Others have taken a look at their core strengths including local relationships, community presence, branch networks and the fact that many employers are looking for a special benefit to attract and retain employees. Their back-to-future share growth with new members’s savings rely on credit unions’ core local advantages and reputations within communities that took years to establish.
A Second Message
The public reputation of credit unions rests partly on their values and democratic origins. One CEO’s mission statement simply reads: Do the Right Thing. In the for-profit competitive consumer finance markets, this appeal is distinctive. Value is about more than price or even great service.
The New York Times columnist David Brooks distinguishes between what he calls “résumé virtues” and “eulogy virtues.”
“Résumé virtues are what people bring to the marketplace: Are they clever, devoted, and ambitious employees? Eulogy virtues are what they bring to relationships not governed by the market: Are they kind, honest, and faithful partners and friends?”
In a YouTube video Christensen summarizes his understanding from his own life and work in a 2012 Ted talk How Will You Measure Your Life?
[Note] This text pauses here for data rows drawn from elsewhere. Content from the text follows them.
//! Integration tests for the PerceptionService → RangeEngine → EventSink
//! pipeline, driven by scripted range traces.

use stepaware_range::app::commands::PerceptionCommand;
use stepaware_range::app::events::PerceptionEvent;
use stepaware_range::app::ports::ClockPort;
use stepaware_range::sensors::SensorStatus;
use stepaware_range::sensors::direction::Direction;
use stepaware_range::sensors::presence::{MotionEvent, PresencePhase};
use stepaware_range::{PerceptionConfig, PerceptionService, SensorError, TriggerMode};

use crate::mock_hw::{Reading, RecordingSink, ScriptedRange, SimClock};

fn service(window: u8, threshold: u32) -> PerceptionService {
    PerceptionService::new(PerceptionConfig {
        sample_window_size: window,
        detection_threshold_mm: threshold,
        ..PerceptionConfig::default()
    })
}

#[test]
fn run_cycles_polls_once_per_interval() {
    let mut svc = service(5, 1500);
    let clock = SimClock::starting_at(0);
    let mut delay = clock.delay();
    let mut sink = RecordingSink::new();
    let mut range = ScriptedRange::looping([2500u32]);

    let polled = svc.run_cycles(&mut range, &clock, &mut sink, &mut delay, 10);

    assert_eq!(polled, 10);
    assert_eq!(svc.poll_count(), 10);
    assert_eq!(range.position(), 10);
    assert_eq!(clock.now_ms(), 600);
    assert_eq!(delay.slept_ns, 600 * 1_000_000);
    assert_eq!(svc.status().filtered_mm, 2500);
}

#[test]
fn ticks_between_intervals_do_not_poll() {
    let mut svc = service(5, 1500);
    let clock = SimClock::starting_at(1_000);
    let mut sink = RecordingSink::new();
    let mut range = ScriptedRange::looping([2500u32]);

    assert!(svc.tick(&mut range, &clock, &mut sink));
    for _ in 0..5 {
        clock.advance(10);
        assert!(!svc.tick(&mut range, &clock, &mut sink));
    }
    clock.advance(10);
    assert!(svc.tick(&mut range, &clock, &mut sink));
    assert_eq!(range.position(), 2);
}

#[test]
fn sudden_appearance_through_the_service() {
    let mut svc = service(3, 800);
    let clock = SimClock::starting_at(0);
    let mut delay = clock.delay();
    let mut sink = RecordingSink::new();
    let mut range = ScriptedRange::once([2000u32, 2000, 2000, 300, 300, 300, 300, 300]);

    svc.start(&mut sink);
    svc.run_cycles(&mut range, &clock, &mut sink, &mut delay, 8);

    assert_eq!(sink.events[0], PerceptionEvent::Started(SensorStatus::default()));
    assert!(sink.events.contains(&PerceptionEvent::Wiped {
        from_mm: 2000,
        to_mm: 300
    }));
    assert!(sink.events.contains(&PerceptionEvent::DirectionChanged {
        from: Direction::Unknown,
        to: Direction::Approaching
    }));
    assert!(sink.events.contains(&PerceptionEvent::PhaseChanged {
        from: PresencePhase::Neutral,
        to: PresencePhase::SuddenAppearance
    }));

    // One person, one crossing: fired when the sudden-appearance phase is
    // entered, never cleared while they stand in the band.
    assert_eq!(sink.crossings().len(), 1, "events: {:?}", sink.events);
    assert_eq!(sink.clears(), 0);
    let last = sink.crossings().last().copied().cloned();
    match last {
        Some(PerceptionEvent::ThresholdCrossed {
            distance_mm,
            direction,
            count,
            at_ms,
        }) => {
            assert_eq!(distance_mm, 300);
            assert_eq!(direction, Direction::Approaching);
            assert_eq!(count, svc.status().event_count);
            assert_eq!(at_ms, 5 * 60);
        }
        other => panic!("expected a crossing, got {other:?}"),
    }

    let status = svc.status();
    assert!(status.object_detected);
    assert_eq!(status.phase, PresencePhase::SuddenAppearance);
    assert_eq!(status.last_event, MotionEvent::ThresholdCrossed);
}

#[test]
fn sensor_faults_hold_the_last_estimate() {
    let mut svc = service(3, 800);
    let clock = SimClock::starting_at(0);
    let mut delay = clock.delay();
    let mut sink = RecordingSink::new();
    let mut range = ScriptedRange::once([
        Reading::Distance(1200),
        Reading::Distance(1200),
        Reading::Distance(1200),
        Reading::Fault(SensorError::Timeout),
        Reading::Fault(SensorError::BusFault),
    ]);

    svc.run_cycles(&mut range, &clock, &mut sink, &mut delay, 7);

    assert_eq!(range.faults(), 4);
    assert_eq!(
        svc.engine().last_fault(),
        Some(stepaware_range::Error::Sensor(SensorError::NoEcho))
    );
    assert_eq!(svc.status().filtered_mm, 1200);
    assert_eq!(svc.engine().raw_history().invalid(), 4);
    assert!(sink.crossings().is_empty());
}

#[test]
fn replace_command_applies_new_window_and_threshold() {
    let mut svc = service(5, 1500);
    let clock = SimClock::starting_at(0);
    let mut sink = RecordingSink::new();
    let mut range = ScriptedRange::looping([2500u32]);
    svc.tick(&mut range, &clock, &mut sink);
    assert_eq!(svc.engine().window().len(), 1);

    svc.handle_command(PerceptionCommand::Replace(PerceptionConfig {
        sample_window_size: 9,
        detection_threshold_mm: 1000,
        direction_trigger_mode: TriggerMode::Both,
        ..PerceptionConfig::default()
    }));

    let cfg = svc.engine().config();
    assert_eq!(cfg.sample_window_size, 9);
    assert_eq!(cfg.detection_threshold_mm, 1000);
    assert_eq!(cfg.direction_trigger_mode, TriggerMode::Both);
    assert_eq!(svc.engine().window().len(), 0);
    assert_eq!(svc.status().filtered_mm, 0);
}

#[test]
fn out_of_range_commands_are_clamped() {
    let mut svc = service(5, 1500);
    svc.handle_command(PerceptionCommand::SetWindowSize(200));
    svc.handle_command(PerceptionCommand::SetDistanceRange {
        min_mm: 100,
        max_mm: 1000,
    });
    svc.handle_command(PerceptionCommand::SetSampleInterval(0));

    let cfg = svc.engine().config();
    assert_eq!(usize::from(cfg.sample_window_size), stepaware_range::config::MAX_SAMPLE_WINDOW_SIZE);
    assert_eq!(cfg.detection_threshold_mm, 1000);
    assert_eq!(cfg.sample_interval_ms, 1);
}

#[test]
fn log_sink_receives_every_event() {
    use stepaware_range::adapters::log_sink::LogEventSink;

    let mut svc = service(3, 800);
    let clock = SimClock::starting_at(0);
    let mut delay = clock.delay();
    let mut sink = LogEventSink::new();
    let mut range = ScriptedRange::once([2000u32, 2000, 2000, 300, 300, 300]);

    svc.start(&mut sink);
    svc.run_cycles(&mut range, &clock, &mut sink, &mut delay, 6);

    // Started, Wiped, DirectionChanged, PhaseChanged, ThresholdCrossed.
    assert_eq!(sink.emitted(), 5);
}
This 19 minute video opens with his discussion of why successful companies fail. Then he extends the analysis to his own HBS classmates lives and the personal disappointments they have encountered while achieving material success.
(https://www.youtube.com/watch?v=tvos4nORf_Y)
The source of both corporate and personal disappointments is the same. We live in a system that rewards short term achievements, investments that will pay off now, not in the years to come. Creating successful relationships whether in family or businesses, does not result from short-term thinking.
He closes with how to “measure” your life’s success at minute 17. If you have only two minutes, listen as he presents what David Brooks calls the eulogy virtues.
Christensen’s Two Messages
Christensen’s theory of disruption is a classic way of understanding credit union advantages from a strategic standpoint. The framework focuses on long-term competencies combined with “job-to-be-done” tactics.
This approach asserts that it is not the demographic characteristics of the member that motivate market choices; rather it is what the member wants to accomplish that determines which financial firm the member will chose.
The second point is equally consequential. Your “success” (personal and professional) will depend on “how well you help other people to become better.” Even if this just entails giving your business card to a stranger in the audience.
Both observations seem to me an endorsement of a credit union “calling.”